**Provided material**
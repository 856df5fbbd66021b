//! Host-side bulk dispatch.
//!
//! On the device, a dispatcher is the tile leader-election loop: lanes
//! load one key each, the tile repeatedly elects the lowest pending lane,
//! broadcasts its key and probes one bucket cooperatively (see
//! [`crate::device`]). On the host the same contract is met by a rayon
//! traversal: each key is probed exactly once per call, order among
//! distinct keys is unspecified, and nothing blocks.

use rayon::prelude::*;

use crate::outcome::Outcome;

/// Runs `f` once for every key, giving it the matching result cell.
pub fn for_each<T, F>(keys: &[u64], results: &mut [T], f: F)
where
    T: Send,
    F: Fn(u64, &mut T) + Sync,
{
    debug_assert_eq!(keys.len(), results.len());
    keys.par_iter()
        .zip(results.par_iter_mut())
        .for_each(|(&key, slot)| f(key, slot));
}

/// Deduplicating traversal of a sorted key range.
///
/// `lead` runs once per distinct key, on its first occurrence; `follow`
/// runs on every other occurrence. The contract is strict: duplicates
/// must be adjacent, i.e. the input is sorted. Unsorted input silently
/// probes duplicates more than once.
pub fn for_each_dedup<T, L, R>(keys: &[u64], results: &mut [T], lead: L, follow: R)
where
    T: Send,
    L: Fn(u64, &mut T) + Sync,
    R: Fn(&mut T) + Sync,
{
    debug_assert_eq!(keys.len(), results.len());
    results
        .par_iter_mut()
        .enumerate()
        .for_each(|(i, slot)| {
            if i == 0 || keys[i] != keys[i - 1] {
                lead(keys[i], slot);
            } else {
                follow(slot);
            }
        });
}

/// Shared-write view over a result buffer for permuted (scattered)
/// stores.
///
/// The unsorted find-or-put probes keys in sorted order but must land
/// each result at the key's original position. Workers therefore write
/// through a raw pointer; the index permutation guarantees every cell is
/// touched by exactly one worker.
pub(crate) struct ScatterCells<'a, T> {
    ptr: *mut T,
    len: usize,
    _marker: core::marker::PhantomData<&'a mut [T]>,
}

// Safety: ScatterCells hands out disjoint cells only (callers index it
// through a permutation), so sharing the pointer across workers is sound
// for any Send cell type.
unsafe impl<T: Send> Send for ScatterCells<'_, T> {}
unsafe impl<T: Send> Sync for ScatterCells<'_, T> {}

impl<'a, T: Copy> ScatterCells<'a, T> {
    pub fn new(slice: &'a mut [T]) -> Self {
        ScatterCells {
            ptr: slice.as_mut_ptr(),
            len: slice.len(),
            _marker: core::marker::PhantomData,
        }
    }

    /// Writes one cell.
    ///
    /// # Safety
    /// No other worker may touch `index` during the traversal.
    #[inline]
    pub unsafe fn write(&self, index: usize, value: T) {
        debug_assert!(index < self.len);
        // Safety: in bounds per the debug assert; exclusivity is the
        // caller's permutation argument.
        unsafe { *self.ptr.add(index) = value };
    }

    /// Reads one cell written by an earlier, already-synchronized pass.
    ///
    /// # Safety
    /// No other worker may write `index` during the traversal.
    #[inline]
    pub unsafe fn read(&self, index: usize) -> T {
        debug_assert!(index < self.len);
        // Safety: same argument as `write`.
        unsafe { *self.ptr.add(index) }
    }
}

/// Convenience wrapper for the common put-style call: run the per-key
/// protocol and record `Full` sightings on the process-wide flag.
pub(crate) fn put_pass<F>(keys: &[u64], results: &mut [Outcome], f: F)
where
    F: Fn(u64) -> Outcome + Sync,
{
    for_each(keys, results, |key, slot| {
        *slot = crate::outcome::note_outcome(f(key));
    });
}
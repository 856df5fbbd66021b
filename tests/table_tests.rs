use compact_ht::{
    full_observed, reset_full_flag, CuckooTable, FeistelPermutation, IcebergTable, Outcome,
    TableError,
};
use rand::{Rng, SeedableRng};
use rand_chacha::ChaCha12Rng;

/// Fixed seed so table layouts (and therefore eviction paths) are
/// reproducible across runs.
const SEED: u64 = 0x0123_4567_89ab_cdef;

mod helpers {
    use super::*;

    /// 21-bit keys, 32 buckets of 32 compact u32 slots, three hashes:
    /// 1024 slots total.
    pub type TestCuckoo = CuckooTable<u32, FeistelPermutation, 32, 3>;

    /// Primary: 32 buckets of 32 slots, one hash. Secondary: 16 buckets
    /// of 16 slots, three hashes from an independent family.
    pub type TestIceberg = IcebergTable<u32, u32, FeistelPermutation, 32, 16, 1, 3>;

    pub fn cuckoo_w21() -> TestCuckoo {
        TestCuckoo::with_seed(21, 5, SEED).expect("valid geometry")
    }

    pub fn iceberg_w21() -> TestIceberg {
        TestIceberg::with_seed(21, 5, 4, SEED).expect("valid geometry")
    }

    pub fn outcomes(len: usize) -> Vec<Outcome> {
        vec![Outcome::Full; len]
    }

    pub fn assert_all(results: &[Outcome], expected: Outcome) {
        for (i, &r) in results.iter().enumerate() {
            assert_eq!(r, expected, "result {i}");
        }
    }
}

mod cuckoo_ops {
    use super::helpers::*;
    use super::*;

    /// Bulk insert of 1000 sequential keys into 1024 slots, then a find
    /// sweep over twice the range.
    #[test]
    fn bulk_put_then_find() {
        let table = cuckoo_w21();
        let keys: Vec<u64> = (0..1000).collect();
        let mut results = outcomes(keys.len());
        table.put(&keys, &mut results).unwrap();
        assert_all(&results, Outcome::Put);

        let probes: Vec<u64> = (0..2000).collect();
        let mut hits = vec![false; probes.len()];
        table.find(&probes, &mut hits).unwrap();
        for (i, &hit) in hits.iter().enumerate() {
            assert_eq!(hit, i < 1000, "key {i}");
        }
        for k in 0..1000 {
            assert_eq!(table.count(k), 1, "key {k}");
        }
        assert_eq!(table.occupied_slots(), 1000);
    }

    /// Stepwise sorted find-or-put: every batch of fresh keys comes back
    /// `Put`, repeating a batch comes back `Found`, and keys from batches
    /// not yet presented stay absent.
    #[test]
    fn stepwise_sorted_find_or_put() {
        let table = cuckoo_w21();
        let all: Vec<u64> = (0..300).collect();
        for batch in all.chunks(30) {
            let mut results = outcomes(batch.len());
            table.find_or_put_sorted(batch, &mut results).unwrap();
            assert_all(&results, Outcome::Put);

            table.find_or_put_sorted(batch, &mut results).unwrap();
            assert_all(&results, Outcome::Found);

            let next = batch[batch.len() - 1] + 1;
            for unseen in next..next + 10 {
                assert_eq!(table.count(unseen), 0, "key {unseen} inserted early");
            }
        }
        for k in 0..300 {
            assert_eq!(table.count(k), 1);
        }
    }

    /// Unsorted find-or-put over a duplicate-heavy random stream,
    /// processed in batches: each distinct key ends up stored exactly
    /// once, and a repeated batch reports only `Found`.
    #[test]
    fn unsorted_find_or_put_random_batches() {
        let table = cuckoo_w21();
        let mut rng = ChaCha12Rng::seed_from_u64(2024);
        let keys: Vec<u64> = (0..800).map(|_| rng.random_range(0..=100)).collect();
        let mut scratch = vec![0u64; 400];

        for batch in keys.chunks(200) {
            let mut results = outcomes(batch.len());
            table.find_or_put(batch, &mut scratch, &mut results).unwrap();
            assert!(results.iter().all(|r| !r.is_full()));
        }
        for k in 0..=100u64 {
            let expected = usize::from(keys.contains(&k));
            assert_eq!(table.count(k), expected, "key {k}");
        }

        let replay = &keys[0..200];
        let mut results = outcomes(replay.len());
        table.find_or_put(replay, &mut scratch, &mut results).unwrap();
        assert_all(&results, Outcome::Found);
    }

    /// Sorted find-or-put with adjacent duplicates: first occurrences
    /// insert, the rest coarsen to `Found`; a second run is pure `Found`.
    #[test]
    fn sorted_find_or_put_is_idempotent() {
        let table = cuckoo_w21();
        let keys: Vec<u64> = [0, 0, 1, 5, 5, 5, 9, 12, 12, 40]
            .into_iter()
            .collect();
        let mut results = outcomes(keys.len());
        table.find_or_put_sorted(&keys, &mut results).unwrap();
        let expected = [
            Outcome::Put,
            Outcome::Found,
            Outcome::Put,
            Outcome::Put,
            Outcome::Found,
            Outcome::Found,
            Outcome::Put,
            Outcome::Put,
            Outcome::Found,
            Outcome::Put,
        ];
        assert_eq!(results, expected);

        table.find_or_put_sorted(&keys, &mut results).unwrap();
        assert_all(&results, Outcome::Found);
        for k in [0u64, 1, 5, 9, 12, 40] {
            assert_eq!(table.count(k), 1);
        }
    }

    /// Overfilling a 1024-slot table with 1025 distinct keys must reject
    /// at least one of them and raise the process-wide failure flag.
    #[test]
    fn overfill_reports_full() {
        let table = cuckoo_w21();
        let keys: Vec<u64> = (0..1025).collect();
        let mut scratch = vec![0u64; 2 * keys.len()];
        let mut results = outcomes(keys.len());

        reset_full_flag();
        table.find_or_put(&keys, &mut scratch, &mut results).unwrap();
        let puts = results.iter().filter(|r| r.is_put()).count();
        let fulls = results.iter().filter(|r| r.is_full()).count();
        assert!(fulls >= 1, "1025 keys cannot fit 1024 slots");
        assert_eq!(puts + fulls, keys.len());
        assert_eq!(table.occupied_slots(), puts);
        assert!(full_observed());
    }

    /// Raw put stores duplicates; put_avoid_dups does not.
    #[test]
    fn raw_put_keeps_duplicates() {
        let table = cuckoo_w21();
        let keys = [77u64, 77];
        let mut results = outcomes(2);
        table.put(&keys, &mut results).unwrap();
        assert_all(&results, Outcome::Put);
        assert_eq!(table.count(77), 2);

        let other = [99u64, 99];
        table.put_avoid_dups(&other, &mut results).unwrap();
        assert_eq!(
            results.iter().filter(|r| r.is_put()).count(),
            1,
            "one copy wins"
        );
        assert_eq!(results.iter().filter(|r| r.is_found()).count(), 1);
        assert_eq!(table.count(99), 1);
    }

    /// Clearing brings every count back to zero and makes the table
    /// reusable.
    #[test]
    fn clear_resets_everything() {
        let mut table = cuckoo_w21();
        let keys: Vec<u64> = (0..500).collect();
        let mut results = outcomes(keys.len());
        table.put(&keys, &mut results).unwrap();
        assert!(table.occupied_slots() > 0);

        table.clear();
        assert_eq!(table.occupied_slots(), 0);
        for k in 0..500 {
            assert_eq!(table.count(k), 0);
            assert!(!table.contains(k));
        }

        table.put(&keys, &mut results).unwrap();
        assert_all(&results, Outcome::Put);
    }

    /// Wide rows and a larger universe through the default geometry.
    #[test]
    fn wide_row_table() {
        let table = CuckooTable::<u64, FeistelPermutation, 32, 3>::with_seed(33, 7, SEED).unwrap();
        let mut rng = ChaCha12Rng::seed_from_u64(5);
        let keys: Vec<u64> = (0..3000).map(|_| rng.random::<u64>() >> 31).collect();
        let mut results = outcomes(keys.len());
        table.put_avoid_dups(&keys, &mut results).unwrap();
        assert!(results.iter().all(|r| !r.is_full()));

        let mut hits = vec![false; keys.len()];
        table.find(&keys, &mut hits).unwrap();
        assert!(hits.iter().all(|&h| h));
        for &k in &keys {
            assert_eq!(table.count(k), 1);
        }
    }
}

mod iceberg_ops {
    use super::helpers::*;
    use super::*;

    /// Filling past the primary capacity: everything is stored, the
    /// pigeonhole overflow lands in the secondary, and every key counts
    /// exactly once across both levels.
    #[test]
    fn overflow_spills_to_secondary() {
        let table = iceberg_w21();
        assert_eq!(table.primary_capacity(), 1024);
        assert_eq!(table.secondary_capacity(), 256);

        let keys: Vec<u64> = (0..1100).collect();
        let mut results = outcomes(keys.len());
        table.put(&keys, &mut results).unwrap();
        assert_all(&results, Outcome::Put);

        // 1100 keys cannot all sit in 1024 primary slots.
        assert!(table.secondary_occupied() >= 76);
        assert_eq!(
            table.primary_occupied() + table.secondary_occupied(),
            keys.len()
        );

        let mut hits = vec![false; keys.len()];
        table.find(&keys, &mut hits).unwrap();
        assert!(hits.iter().all(|&h| h));
        for &k in &keys {
            assert_eq!(table.count(k), 1);
        }
        for k in 1100..1300 {
            assert!(!table.contains(k));
        }
    }

    /// A primary miss must not conclude absence: keys resident in the
    /// secondary are found even while their primary bucket has room.
    #[test]
    fn secondary_resident_keys_are_found() {
        let table = iceberg_w21();
        let keys: Vec<u64> = (0..1100).collect();
        let mut results = outcomes(keys.len());
        table.put(&keys, &mut results).unwrap();
        assert!(table.secondary_occupied() > 0);

        // Every key is found regardless of which level holds it, and the
        // levels never hold the same key twice.
        for &k in &keys {
            assert!(table.contains(k), "key {k}");
            assert_eq!(table.count(k), 1, "key {k}");
        }
    }

    /// Repeated find-or-put of a duplicate-heavy multiset, no scratch:
    /// one `Put` per distinct key the first time, all `Found` the second
    /// time, counts stable at one.
    #[test]
    fn repeated_find_or_put_multiset() {
        let table = iceberg_w21();
        let mut rng = ChaCha12Rng::seed_from_u64(12345);
        let keys: Vec<u64> = (0..500).map(|_| rng.random_range(0..=150)).collect();
        let distinct = {
            let mut d = keys.clone();
            d.sort_unstable();
            d.dedup();
            d
        };

        let mut results = outcomes(keys.len());
        table.find_or_put(&keys, &mut results).unwrap();
        assert!(results.iter().all(|r| !r.is_full()));
        let puts = results.iter().filter(|r| r.is_put()).count();
        assert_eq!(puts, distinct.len(), "one insert per distinct key");
        for &k in &distinct {
            assert_eq!(table.count(k), 1);
        }

        table.find_or_put(&keys, &mut results).unwrap();
        assert_all(&results, Outcome::Found);
        for &k in &distinct {
            assert_eq!(table.count(k), 1);
        }
    }

    /// The sorted variant shares the cuckoo contract, including the
    /// `Found` coarsening for non-first occurrences.
    #[test]
    fn sorted_find_or_put() {
        let table = iceberg_w21();
        let keys = [3u64, 3, 3, 8, 15, 15, 200];
        let mut results = outcomes(keys.len());
        table.find_or_put_sorted(&keys, &mut results).unwrap();
        assert_eq!(
            results,
            [
                Outcome::Put,
                Outcome::Found,
                Outcome::Found,
                Outcome::Put,
                Outcome::Put,
                Outcome::Found,
                Outcome::Put,
            ]
        );
        table.find_or_put_sorted(&keys, &mut results).unwrap();
        assert_all(&results, Outcome::Found);
    }

    /// Clearing zeroes both levels.
    #[test]
    fn clear_resets_both_levels() {
        let mut table = iceberg_w21();
        let keys: Vec<u64> = (0..1100).collect();
        let mut results = outcomes(keys.len());
        table.put(&keys, &mut results).unwrap();
        assert!(table.secondary_occupied() > 0);

        table.clear();
        assert_eq!(table.primary_occupied(), 0);
        assert_eq!(table.secondary_occupied(), 0);
        for k in (0..1100).step_by(97) {
            assert_eq!(table.count(k), 0);
        }
    }
}

mod hard_errors {
    use super::helpers::*;
    use super::*;

    #[test]
    fn construction_rejects_bad_geometry() {
        assert!(matches!(
            TestCuckoo::with_seed(0, 0, SEED),
            Err(TableError::KeyWidth(0))
        ));
        assert!(matches!(
            TestCuckoo::with_seed(21, 21, SEED),
            Err(TableError::AddrWidth { addr: 21, key: 21 })
        ));
        // A u32 row cannot hold 2 state bits plus a 31-bit remainder.
        assert!(matches!(
            TestCuckoo::with_seed(36, 5, SEED),
            Err(TableError::RowWidth { .. })
        ));
        assert!(matches!(
            CuckooTable::<u32, FeistelPermutation, 12, 3>::with_seed(21, 5, SEED),
            Err(TableError::BucketSize(12))
        ));
        assert!(matches!(
            IcebergTable::<u32, u32, FeistelPermutation, 32, 16, 1, 3>::with_seed(21, 5, 21, SEED),
            Err(TableError::AddrWidth { addr: 21, key: 21 })
        ));
    }

    #[test]
    fn bulk_calls_check_their_buffers() {
        let table = cuckoo_w21();
        let keys = [1u64, 2, 3];
        let mut short = outcomes(2);
        assert_eq!(
            table.put(&keys, &mut short),
            Err(TableError::LengthMismatch {
                keys: 3,
                results: 2
            })
        );

        let mut results = outcomes(3);
        let mut scratch = vec![0u64; 5];
        assert_eq!(
            table.find_or_put(&keys, &mut scratch, &mut results),
            Err(TableError::ScratchTooSmall { got: 5, need: 6 })
        );
    }

    /// The unsorted cuckoo path refuses ranges longer than the key width
    /// can index.
    #[test]
    fn range_length_must_be_representable() {
        let table = CuckooTable::<u32, FeistelPermutation, 32, 3>::with_seed(8, 2, SEED).unwrap();
        let keys = vec![1u64; 300];
        let mut scratch = vec![0u64; 600];
        let mut results = outcomes(300);
        assert_eq!(
            table.find_or_put(&keys, &mut scratch, &mut results),
            Err(TableError::RangeTooLong { len: 300, width: 8 })
        );
    }
}
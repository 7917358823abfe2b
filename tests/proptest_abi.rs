//! Property-based tests for canonical ABI roundtrip correctness.
//!
//! Shapes are generated recursively and values are generated to match them,
//! so these cover nesting the hand-written tests never reach.

use proptest::prelude::*;
use proptest::sample::subsequence;
use wit_bridge::abi::{LayoutKind, TypeLayout};
use wit_bridge::{CanonicalAbi, LinearMemory, TypeShape, Value};

fn names(prefix: &str, count: usize) -> Vec<String> {
    (0..count).map(|i| format!("{prefix}{i}")).collect()
}

fn leaf_shape() -> impl Strategy<Value = TypeShape> {
    prop_oneof![
        Just(TypeShape::Bool),
        Just(TypeShape::S8),
        Just(TypeShape::U8),
        Just(TypeShape::S16),
        Just(TypeShape::U16),
        Just(TypeShape::S32),
        Just(TypeShape::U32),
        Just(TypeShape::S64),
        Just(TypeShape::U64),
        Just(TypeShape::F32),
        Just(TypeShape::F64),
        Just(TypeShape::Char),
        Just(TypeShape::String),
        Just(TypeShape::Handle),
        (1usize..6).prop_map(|n| TypeShape::enumeration(names("e", n))),
        (1usize..=32).prop_map(|n| TypeShape::flags(names("f", n))),
    ]
}

fn shape() -> impl Strategy<Value = TypeShape> {
    leaf_shape().prop_recursive(4, 32, 4, |inner| {
        prop_oneof![
            inner.clone().prop_map(TypeShape::list),
            (inner.clone(), 1u32..4).prop_map(|(t, n)| TypeShape::array(t, n)),
            inner.clone().prop_map(TypeShape::option),
            (
                proptest::option::of(inner.clone()),
                proptest::option::of(inner.clone())
            )
                .prop_map(|(ok, err)| TypeShape::result(ok, err)),
            proptest::collection::vec(inner.clone(), 1..4).prop_map(|fields| {
                TypeShape::record(
                    fields
                        .into_iter()
                        .enumerate()
                        .map(|(i, t)| (format!("field{i}"), t)),
                )
            }),
            proptest::collection::vec(inner.clone(), 1..4).prop_map(TypeShape::tuple),
            proptest::collection::vec(proptest::option::of(inner), 1..5).prop_map(|cases| {
                TypeShape::variant(
                    cases
                        .into_iter()
                        .enumerate()
                        .map(|(i, t)| (format!("case{i}"), t)),
                )
            }),
        ]
    })
}

fn boxed(value: Option<Value>) -> Option<Box<Value>> {
    value.map(Box::new)
}

fn payload(ty: Option<&TypeShape>) -> BoxedStrategy<Option<Value>> {
    match ty {
        Some(ty) => value_for(ty).prop_map(Some).boxed(),
        None => Just(None).boxed(),
    }
}

fn value_for(shape: &TypeShape) -> BoxedStrategy<Value> {
    match shape {
        TypeShape::Bool => any::<bool>().prop_map(Value::Bool).boxed(),
        TypeShape::S8 => any::<i8>().prop_map(Value::S8).boxed(),
        TypeShape::U8 => any::<u8>().prop_map(Value::U8).boxed(),
        TypeShape::S16 => any::<i16>().prop_map(Value::S16).boxed(),
        TypeShape::U16 => any::<u16>().prop_map(Value::U16).boxed(),
        TypeShape::S32 => any::<i32>().prop_map(Value::S32).boxed(),
        TypeShape::U32 => any::<u32>().prop_map(Value::U32).boxed(),
        TypeShape::S64 => any::<i64>().prop_map(Value::S64).boxed(),
        TypeShape::U64 => any::<u64>().prop_map(Value::U64).boxed(),
        TypeShape::F32 => (-1.0e6f32..1.0e6).prop_map(Value::F32).boxed(),
        TypeShape::F64 => (-1.0e12f64..1.0e12).prop_map(Value::F64).boxed(),
        TypeShape::Char => any::<char>().prop_map(Value::Char).boxed(),
        TypeShape::String => ".{0,12}".prop_map(Value::String).boxed(),
        TypeShape::Handle => any::<u32>().prop_map(Value::Handle).boxed(),
        TypeShape::List(element) => proptest::collection::vec(value_for(element), 0..4)
            .prop_map(Value::List)
            .boxed(),
        TypeShape::Array(element, len) => {
            proptest::collection::vec(value_for(element), *len as usize)
                .prop_map(Value::List)
                .boxed()
        }
        TypeShape::Record(fields) => {
            let names: Vec<String> = fields.iter().map(|f| f.name.clone()).collect();
            fields
                .iter()
                .map(|f| value_for(&f.ty))
                .collect::<Vec<_>>()
                .prop_map(move |values| Value::Record(names.iter().cloned().zip(values).collect()))
                .boxed()
        }
        TypeShape::Tuple(types) => types
            .iter()
            .map(value_for)
            .collect::<Vec<_>>()
            .prop_map(Value::Tuple)
            .boxed(),
        TypeShape::Variant(cases) => {
            let choices: Vec<BoxedStrategy<Value>> = cases
                .iter()
                .map(|case| {
                    let name = case.name.clone();
                    payload(case.ty.as_ref())
                        .prop_map(move |p| Value::Variant(name.clone(), boxed(p)))
                        .boxed()
                })
                .collect();
            proptest::strategy::Union::new(choices).boxed()
        }
        TypeShape::Enum(cases) => proptest::sample::select(cases.clone())
            .prop_map(Value::Enum)
            .boxed(),
        TypeShape::Option(inner) => proptest::option::of(value_for(inner))
            .prop_map(|v| Value::Option(boxed(v)))
            .boxed(),
        TypeShape::Result { ok, err } => prop_oneof![
            payload(ok.as_deref()).prop_map(|v| Value::Result(Ok(boxed(v)))),
            payload(err.as_deref()).prop_map(|v| Value::Result(Err(boxed(v)))),
        ]
        .boxed(),
        TypeShape::Flags(all) => {
            let count = all.len();
            subsequence(all.clone(), 0..=count)
                .prop_map(Value::Flags)
                .boxed()
        }
    }
}

fn shape_and_value() -> impl Strategy<Value = (TypeShape, Value)> {
    shape().prop_flat_map(|shape| {
        let values = value_for(&shape);
        (Just(shape), values)
    })
}

fn check_alignment(layout: &TypeLayout) -> Result<(), TestCaseError> {
    prop_assert!(layout.align.is_power_of_two() || layout.size == 0);
    if layout.align > 0 {
        prop_assert_eq!(layout.size % layout.align, 0);
    }
    match &layout.kind {
        LayoutKind::Record(fields) | LayoutKind::Tuple(fields) => {
            for field in fields {
                prop_assert_eq!(field.offset % field.layout.align.max(1), 0);
                prop_assert!(field.offset + field.layout.size <= layout.size);
                check_alignment(&field.layout)?;
            }
        }
        LayoutKind::Variant(variant) => {
            prop_assert_eq!(layout.flat.len(), 1 + variant.payload_flat.len());
            for case in &variant.cases {
                if let Some(payload) = &case.payload {
                    prop_assert!(payload.flat.len() <= variant.payload_flat.len());
                    prop_assert!(variant.payload_offset + payload.size <= layout.size);
                    check_alignment(payload)?;
                }
            }
        }
        LayoutKind::List(element) | LayoutKind::Array { element, .. } => {
            prop_assert_eq!(element.stride % element.layout.align.max(1), 0);
            check_alignment(&element.layout)?;
        }
        LayoutKind::Scalar(_) | LayoutKind::String | LayoutKind::Flags(_) => {}
    }
    Ok(())
}

proptest! {
    #![proptest_config(ProptestConfig::with_cases(128))]

    #[test]
    fn lift_then_lower_roundtrips((shape, value) in shape_and_value()) {
        let abi = CanonicalAbi::new();
        let mut memory = LinearMemory::new();

        let ptr = abi.lift(&mut memory, &value, &shape).unwrap();
        let lowered = abi.lower(memory.as_bytes(), ptr, &shape).unwrap();

        prop_assert_eq!(lowered, value);
    }

    #[test]
    fn flatten_then_unflatten_roundtrips((shape, value) in shape_and_value()) {
        let abi = CanonicalAbi::new();
        let mut memory = LinearMemory::new();

        let flat = abi.flatten(&mut memory, &value, &shape).unwrap();
        prop_assert_eq!(flat.len(), abi.flat_types(&shape).unwrap().len());

        let rebuilt = abi.unflatten(memory.as_bytes(), &flat, &shape).unwrap();
        prop_assert_eq!(rebuilt, value);
    }

    #[test]
    fn layouts_are_aligned_and_stable(shape in shape()) {
        let abi = CanonicalAbi::new();
        let first = abi.layout(&shape).unwrap();
        check_alignment(&first)?;

        let fresh = CanonicalAbi::new().layout(&shape).unwrap();
        prop_assert_eq!(&*first, &*fresh);
    }

    #[test]
    fn lifted_slot_respects_alignment((shape, value) in shape_and_value()) {
        let abi = CanonicalAbi::new();
        let mut memory = LinearMemory::from_bytes(vec![0xaa; 3]);
        let layout = abi.layout(&shape).unwrap();

        let ptr = abi.lift(&mut memory, &value, &shape).unwrap();
        prop_assert_eq!(ptr % layout.align.max(1), 0);
    }
}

**Problem details**
Above are the records. Identify each line that contains the word "fields".

**Answer space**
            proptest::collection::vec(inner.clone(), 1..4).prop_map(|fields| {
                    fields
        TypeShape::Record(fields) => {
            let names: Vec<String> = fields.iter().map(|f| f.name.clone()).collect();
            fields
        LayoutKind::Record(fields) | LayoutKind::Tuple(fields) => {
            for field in fields {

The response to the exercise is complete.